OLG Köln: Beweislastumkehr aus § 93 Abs. 2 S. 2 AktG gilt auch im Direktprozess zwischen Gesellschaft und D&O-Versicherung

von Ulrike Wollenweber, veröffentlicht am 17.01.2024

Auch im Direktprozess einer Gesellschaft gegen den D&O-Versicherer trifft den Versicherer die Beweislast für das ordnungsgemäße Verhalten des Geschäftsführers analog § 93 Abs. 2 S. 2 AktG (OLG Köln, Urteil vom 21. November 2023 - 9 U 206/22).

Direktprozess gegen Versicherer nach Abtretung des Deckungsanspruchs

Eine GmbH machte Organhaftungsansprüche gegen die D&O-Versicherung ihres ehemaligen Geschäftsführers geltend. Die Gesellschaft hatte die Ansprüche zunächst gegen den Geschäftsführer selbst geltend gemacht, dann aber mit ihm eine Abtretung seines Freistellungsanspruchs gegen die Versicherung und ein Stillhalteabkommen vereinbart.

Beweislastumkehr im Organhaftungsprozess

Im Ergebnis lehnt der Senat hier einen Anspruch der Gesellschaft ab, da der Geschäftsführer nicht pflichtwidrig gehandelt habe. Grundsätzlich müsse der Anspruchsteller die anspruchsbegründenden Umstände beweisen. Bei der Geschäftsführerhaftung nach § 43 Abs. 2 GmbHG gelte jedoch nach ständiger Rechtsprechung die Beweislastumkehr im Aktienrecht nach § 93 Abs. 2 S. 2 AktG analog. Der Geschäftsführer müsse daher beweisen, dass er sorgfaltsgemäß gehandelt habe und ihn kein Verschulden treffe.
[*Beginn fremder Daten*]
//! Trellis Kubernetes operator for declarative LLM inference services

#![deny(missing_docs)]

/// Operator configuration from environment variables
pub mod config;
/// Controller runtime wiring and the reconcile pipeline
pub mod controller;
/// Builds the controller future over the watch graph
pub mod controller_runner;
/// Generic ownership-checked CRUD engine for child resources
pub mod engine;
/// Managed service-account lifecycle per serving role
pub mod identity;
/// Workload Service, TLS secret, and HTTPRoute management
pub mod router;
/// Endpoint-picker scheduler children and inference pools
pub mod scheduler;
/// Model-artifact attachment per storage backend
pub mod storage;
/// Serving workload construction (Deployment and LeaderWorkerSet)
pub mod workload;

pub use trellis_common::{Error, Result};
Beweislastumkehr auch im Direktprozess gegen die Versicherung

Ob diese Beweislastumkehr auch im Direktprozess einer Gesellschaft gegen den D&O-Versicherer gilt, war bislang umstritten. Der Senat entscheidet sich hier für die analoge Anwendung. Zur Begründung führt er aus, dass die Abtretung des Freistellungsanspruchs nur zu einem Gläubigerwechsel führe, aber keine Änderung der Voraussetzungen des im Deckungsprozess inzident zu prüfenden Organhaftungsanspruchs begründe. Für den Versicherer sei dies im Vergleich zu getrennten Prozessen der Gesellschaft gegen den Geschäftsführer und anschließend des Geschäftsführers gegen den Versicherer nicht nachteilig. Denn anders als bei getrennter Prozessführung könne er im Direktprozess schon auf die Organhaftungsfrage Einfluss nehmen und den Geschäftsführer als Zeugen benennen.

Vorliegend konnte der Versicherer beweisen, dass der Geschäftsführer sorgfaltsgemäß gehandelt hatte. Ein Anspruch der GmbH gegen den Geschäftsführer und damit auch ein Freistellungsanspruch gegen den Versicherer schied somit aus.